Mais au-delà de la comparaison, « nous recherchons aussi une synergie. Je pense que ces deux types de cellules agissent en synergie, indique le Dr Davis. Si c’est le cas, nous essaierons de trouver comment nous pouvons les amener à travailler mieux ensemble. »

Les deux chercheurs croient aux applications cliniques de la médecine régénérative au cours de la prochaine décennie. « Je pense qu’elle jouera un rôle pour améliorer la fonction cardiaque, essentiellement aider les patients à se sentir mieux, souligne le Dr Davis. Il y a des limites aux bienfaits que peuvent procurer les médicaments et les dispositifs médicaux, et je crois que d’ici cinq à dix ans, nous pourrons proposer la thérapie cellulaire aux patients qui en ont besoin. Cela procurera des avantages supplémentaires. »

L’objectif plus ambitieux de pouvoir complètement restaurer la fonction cardiaque prendra sans doute plus de temps à se concrétiser et pourrait passer par une meilleure maîtrise des cellules souches embryonnaires.

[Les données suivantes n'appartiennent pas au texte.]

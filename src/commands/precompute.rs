//! Precompute command
//!
//! Builds the match-count table for a pool and persists it as JSON.

use crate::core::Word;
use crate::index::build_index_with_progress;
use crate::store;
use anyhow::{Context, Result};
use indicatif::{ProgressBar, ProgressStyle};
use std::path::PathBuf;
use std::time::{Duration, Instant};

/// Configuration for a precompute run
pub struct PrecomputeConfig {
    /// Where to write the JSON table
    pub output: PathBuf,
    /// Whether to render a progress bar while rows are computed
    pub show_progress: bool,
}

/// Summary of a completed precompute run
pub struct PrecomputeSummary {
    pub pool_size: usize,
    pub duration: Duration,
    pub output: PathBuf,
}

/// Build and persist the match-count table
///
/// # Errors
/// Fails on an empty pool or if the table cannot be written.
pub fn run_precompute(pool: &[Word], config: &PrecomputeConfig) -> Result<PrecomputeSummary> {
    let bar = if config.show_progress {
        let bar = ProgressBar::new(pool.len() as u64);
        bar.set_style(
            ProgressStyle::default_bar()
                .template("{spinner:.green} [{bar:40.cyan/blue}] {pos}/{len} ({percent}%)")
                .unwrap()
                .progress_chars("█▓▒░"),
        );
        bar
    } else {
        ProgressBar::hidden()
    };

    let start = Instant::now();
    let table = build_index_with_progress(pool, || bar.inc(1))
        .context("precomputing match counts")?;
    bar.finish_and_clear();

    store::save(&table, &config.output)
        .with_context(|| format!("writing table to {}", config.output.display()))?;

    Ok(PrecomputeSummary {
        pool_size: pool.len(),
        duration: start.elapsed(),
        output: config.output.clone(),
    })
}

Mais même avec les progéniteurs adultes, « nous avons observé dans les essais cliniques sur les greffes cellulaires une amélioration de la qualité de vie des patients », note M. Suuronen.

« Grâce à l’accroissement continu des connaissances sur ces cellules et leur mécanisme d’action, nous pourrons améliorer la sélection des patients et raffiner le traitement – détermination de la dose optimale et du moment de l’administration, choix d’un type unique de cellules ou de populations mixtes. Plusieurs réponses seront fournies par la recherche dans les prochaines années et je crois que la thérapie cellulaire deviendra une véritable option thérapeutique pour les patients », conclut-il.